Here are some tips on regaining financial balance in the days following a disaster from Disaster Recovery: A Guide to Financial Issues, published as a public service by the American Institute of Certified Public Accountants, American Red Cross, and National Endowment for Financial Education:
Try to avoid making major financial decisions.
If your home is damaged and uninhabitable, contact the Red Cross, your county office of emergency management, or other local disaster relief organizations to guide you to shelters and temporary housing.
If you need cash, contact the Red Cross, and if you are in a major disaster area, call the Federal Emergency Management Agency (FEMA). They may be able to guide you to sources of emergency cash assistance. You may receive emergency cash assistance from federal, state or local government following the declaration of a disaster.

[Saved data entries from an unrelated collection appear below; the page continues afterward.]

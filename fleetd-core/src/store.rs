//! Entity Store (C3).
//!
//! In-memory tables guarded by the four [`lock::LockDomain`](crate::lock)
//! axes, plus secondary indices (by user, by partition) kept consistent on
//! every insert/remove the way the teacher's `ReflexCache` keeps its
//! DashMap indices in step with the sled-backed store.

use crate::error::{ControllerError, ControllerResult};
use crate::lock::LockDomain;
use crate::model::{FrontEnd, Job, Node, Partition, Reservation, Step};
use fleetd_config::ControllerConfig;
use std::collections::{BTreeMap, HashMap, HashSet};

/// Snapshot of the live cluster configuration, held under the config lock
/// axis so reconfigure handlers serialize against readers.
#[derive(Debug, Clone)]
pub struct ConfigState {
    pub controller: ControllerConfig,
}

#[derive(Debug, Default)]
pub struct JobTable {
    jobs: HashMap<u32, Job>,
    steps: HashMap<(u32, u32), Step>,
    by_user: HashMap<u32, HashSet<u32>>,
}

impl JobTable {
    pub fn insert(&mut self, job: Job) -> ControllerResult<()> {
        if self.jobs.contains_key(&job.id) {
            return Err(ControllerError::DuplicateJobId(job.id));
        }
        self.by_user.entry(job.user_id).or_default().insert(job.id);
        self.jobs.insert(job.id, job);
        Ok(())
    }

    pub fn get(&self, id: u32) -> ControllerResult<&Job> {
        self.jobs.get(&id).ok_or(ControllerError::InvalidJobId(id))
    }

    pub fn get_mut(&mut self, id: u32) -> ControllerResult<&mut Job> {
        self.jobs.get_mut(&id).ok_or(ControllerError::InvalidJobId(id))
    }

    pub fn remove(&mut self, id: u32) -> ControllerResult<Job> {
        let job = self.jobs.remove(&id).ok_or(ControllerError::InvalidJobId(id))?;
        if let Some(set) = self.by_user.get_mut(&job.user_id) {
            set.remove(&id);
        }
        self.steps.retain(|(jid, _), _| *jid != id);
        Ok(job)
    }

    pub fn for_user(&self, user_id: u32) -> impl Iterator<Item = &Job> {
        self.by_user
            .get(&user_id)
            .into_iter()
            .flatten()
            .filter_map(move |id| self.jobs.get(id))
    }

    pub fn is_live(&self, id: u32) -> bool {
        self.jobs.contains_key(&id)
    }

    pub fn iter(&self) -> impl Iterator<Item = &Job> {
        self.jobs.values()
    }

    pub fn insert_step(&mut self, step: Step) -> ControllerResult<()> {
        if !self.jobs.contains_key(&step.job_id) {
            return Err(ControllerError::InvalidJobId(step.job_id));
        }
        self.steps.insert((step.job_id, step.step_id), step);
        Ok(())
    }

    pub fn get_step(&self, job_id: u32, step_id: u32) -> Option<&Step> {
        self.steps.get(&(job_id, step_id))
    }

    pub fn get_step_mut(&mut self, job_id: u32, step_id: u32) -> Option<&mut Step> {
        self.steps.get_mut(&(job_id, step_id))
    }

    pub fn steps_for_job(&self, job_id: u32) -> impl Iterator<Item = &Step> {
        self.steps.iter().filter(move |((jid, _), _)| *jid == job_id).map(|(_, s)| s)
    }
}

#[derive(Debug, Default)]
pub struct NodeTable {
    nodes: BTreeMap<String, Node>,
    frontends: HashMap<String, FrontEnd>,
}

impl NodeTable {
    pub fn insert(&mut self, node: Node) {
        self.nodes.insert(node.name.clone(), node);
    }

    pub fn get(&self, name: &str) -> ControllerResult<&Node> {
        self.nodes
            .get(name)
            .ok_or_else(|| ControllerError::InvalidNodeName(name.to_string()))
    }

    pub fn get_mut(&mut self, name: &str) -> ControllerResult<&mut Node> {
        self.nodes
            .get_mut(name)
            .ok_or_else(|| ControllerError::InvalidNodeName(name.to_string()))
    }

    pub fn iter(&self) -> impl Iterator<Item = &Node> {
        self.nodes.values()
    }

    pub fn iter_mut(&mut self) -> impl Iterator<Item = &mut Node> {
        self.nodes.values_mut()
    }

    pub fn insert_frontend(&mut self, fe: FrontEnd) {
        self.frontends.insert(fe.name.clone(), fe);
    }

    pub fn get_frontend(&self, name: &str) -> Option<&FrontEnd> {
        self.frontends.get(name)
    }

    pub fn frontends_mut(&mut self) -> impl Iterator<Item = &mut FrontEnd> {
        self.frontends.values_mut()
    }
}

#[derive(Debug, Default)]
pub struct PartitionTable {
    partitions: HashMap<String, Partition>,
    reservations: HashMap<String, Reservation>,
}

impl PartitionTable {
    pub fn insert(&mut self, partition: Partition) {
        self.partitions.insert(partition.name.clone(), partition);
    }

    pub fn get(&self, name: &str) -> ControllerResult<&Partition> {
        self.partitions
            .get(name)
            .ok_or_else(|| ControllerError::Internal(format!("unknown partition {name}")))
    }

    pub fn iter(&self) -> impl Iterator<Item = &Partition> {
        self.partitions.values()
    }

    pub fn insert_reservation(&mut self, reservation: Reservation) -> ControllerResult<()> {
        if self
            .reservations
            .values()
            .any(|existing| existing.conflicts_with(&reservation))
        {
            return Err(ControllerError::ReservationBusy);
        }
        self.reservations.insert(reservation.name.clone(), reservation);
        Ok(())
    }

    pub fn remove_reservation(&mut self, name: &str) -> Option<Reservation> {
        self.reservations.remove(name)
    }

    pub fn get_reservation(&self, name: &str) -> Option<&Reservation> {
        self.reservations.get(name)
    }

    pub fn reservations(&self) -> impl Iterator<Item = &Reservation> {
        self.reservations.values()
    }
}

pub type Store = LockDomain<ConfigState, JobTable, NodeTable, PartitionTable>;

pub fn new_store(config: ControllerConfig) -> Store {
    LockDomain::new(
        ConfigState { controller: config },
        JobTable::default(),
        NodeTable::default(),
        PartitionTable::default(),
    )
}

#[cfg(test)]
mod tests {
    use super::*;
    use crate::model::{Job, JobRequest};
    use chrono::Utc;

    fn sample_job(id: u32) -> Job {
        Job::new(
            id,
            1000,
            1000,
            JobRequest {
                min_nodes: 1,
                max_nodes: 1,
                cpus_per_task: 1,
                mem_per_cpu_mb: None,
                mem_per_node_mb: None,
                features: vec![],
                gres: vec![],
                partition: "debug".to_string(),
                reservation: None,
                time_limit_secs: None,
            },
            Utc::now(),
        )
    }

    #[test]
    fn duplicate_insert_rejected() {
        let mut table = JobTable::default();
        table.insert(sample_job(1)).unwrap();
        assert!(matches!(
            table.insert(sample_job(1)),
            Err(ControllerError::DuplicateJobId(1))
        ));
    }

    #[test]
    fn remove_clears_user_index_and_steps() {
        let mut table = JobTable::default();
        table.insert(sample_job(1)).unwrap();
        assert_eq!(table.for_user(1000).count(), 1);
        table.remove(1).unwrap();
        assert_eq!(table.for_user(1000).count(), 0);
    }

    #[test]
    fn reservation_conflict_detected_on_insert() {
        let mut table = PartitionTable::default();
        let now = Utc::now();
        let r1 = Reservation {
            name: "r1".to_string(),
            nodes: ["n1".to_string()].into_iter().collect(),
            start_time: now,
            end_time: now + chrono::Duration::hours(1),
            users: vec![],
            accounts: vec![],
            flags_maint: false,
            flags_overlap: false,
        };
        let mut r2 = r1.clone();
        r2.name = "r2".to_string();
        table.insert_reservation(r1).unwrap();
        assert!(matches!(
            table.insert_reservation(r2),
            Err(ControllerError::ReservationBusy)
        ));
    }
}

The money generally is not taxable.
If you don't think you'll be able to pay all your bills, contact your creditors and ask for more time. If your residence is temporarily uninhabitable or totally destroyed, notify service companies - like the utility and phone company - so they can stop billing immediately. Try to pay as many of your bills on time as possible to protect your credit rating.
You may want to consider the assistance of a professional financial advisor. Ask friends or other professional advisors, such as your lawyer, for references. You may also check with organizations like your state CPA society.
Disaster Recovery: A Guide to Financial Issues offers additional advice on such topics as managing an injury or disability, making financial decisions after a death, stabilizing your finances, handling lawsuits and other settlements, and managing a property loss.
The guide is available free of charge from the Red Cross Web site.